Last week marked the 30th anniversary of the first reports of a cluster of cases of pneumocystis pneumonia in gay men in Los Angeles. While I’ve recently heard a number of reflections on these early years, I’ll focus on a topic that I haven’t seen covered: how AIDS transformed training – including my own – and what the emergence of AIDS taught me about innovation and, yes, opportunism.

In early 1982, I was a 3rd year student at Penn on my first medicine ward rotation. One night, my team admitted a young gay man with a bizarre story: progressive wasting, spiking fevers, profound dyspnea, and diffuse infiltrates on his chest x-ray. The next morning, I presented the case to my attending, David Goldmann. Having just read reports of a similar illness galloping through urban gay communities, at the end of my presentation David said gravely, “This thing” – the disease didn’t yet have a name – “is changing the way we practice medicine.”

When I arrived at UCSF in 1983 to begin my internal medicine residency, it didn’t cross my mind that this decision would guarantee that my training would be dominated by this new scourge. In 1985, as a third year resident, I jotted down some of my reflections in an essay. It began:

Like many of today’s interns and residents training in San Francisco, New York, and Los Angeles, I have cared for many more patients with Pneumocystis carinii pneumonia than pneumococcal pneumonia, more patients with Kaposi’s sarcoma than breast cancer, and more patients with cryptocococcal meninigitis than meningococcal meningitis… This realization has prompted me to consider the impact of AIDS on medical residency training.

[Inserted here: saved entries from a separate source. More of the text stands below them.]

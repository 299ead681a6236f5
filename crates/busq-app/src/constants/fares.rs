//! Distance-based fares per drop-off stop

use std::sync::LazyLock;

use busq_domain::model::{FareStop, FareTable};
use busq_types::{BusType, Direction};

/// Canonical fare table, rising with distance from the origin and below the
/// full-route base price. Final destinations carry no entry and are charged
/// the leg's base price.
pub static FARE_TABLE: LazyLock<FareTable> = LazyLock::new(|| {
    FareTable::new()
        .with_route(
            Direction::MantalongonToCebu,
            vec![
                FareStop::new("Dalaguete", 40.0, 50.0),
                FareStop::new("Argao", 60.0, 75.0),
                FareStop::new("Sibonga", 85.0, 100.0),
                FareStop::new("Carcar City", 100.0, 120.0),
                FareStop::new("San Fernando", 120.0, 140.0),
                FareStop::new("Naga City", 140.0, 160.0),
                FareStop::new("Minglanilla", 155.0, 175.0),
                FareStop::new("Talisay City", 165.0, 185.0),
                FareStop::unpriced("Cebu City"),
            ],
        )
        .with_route(
            Direction::CebuToMantalongon,
            vec![
                FareStop::new("Talisay City", 25.0, 30.0),
                FareStop::new("Minglanilla", 35.0, 45.0),
                FareStop::new("Naga City", 50.0, 60.0),
                FareStop::new("San Fernando", 65.0, 75.0),
                FareStop::new("Carcar City", 85.0, 100.0),
                FareStop::new("Sibonga", 100.0, 120.0),
                FareStop::new("Argao", 125.0, 145.0),
                FareStop::new("Dalaguete", 150.0, 170.0),
                FareStop::unpriced("Mantalongon"),
            ],
        )
});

I sent this paper, entitled “The Impact of AIDS on Medical Residency Training,” off to the New England Journal of Medicine. Of course, this was a naïve and hubristic thing for a resident to do, but I really didn’t know any better. A few weeks later, while on the wards at the VA, I received a page for an outside call. “Hi, this is Dr. Marcia Angell,” said the voice on the other end. “I’m an editor at the New England Journal. We really liked your article but we’ll need a few changes before we publish it.”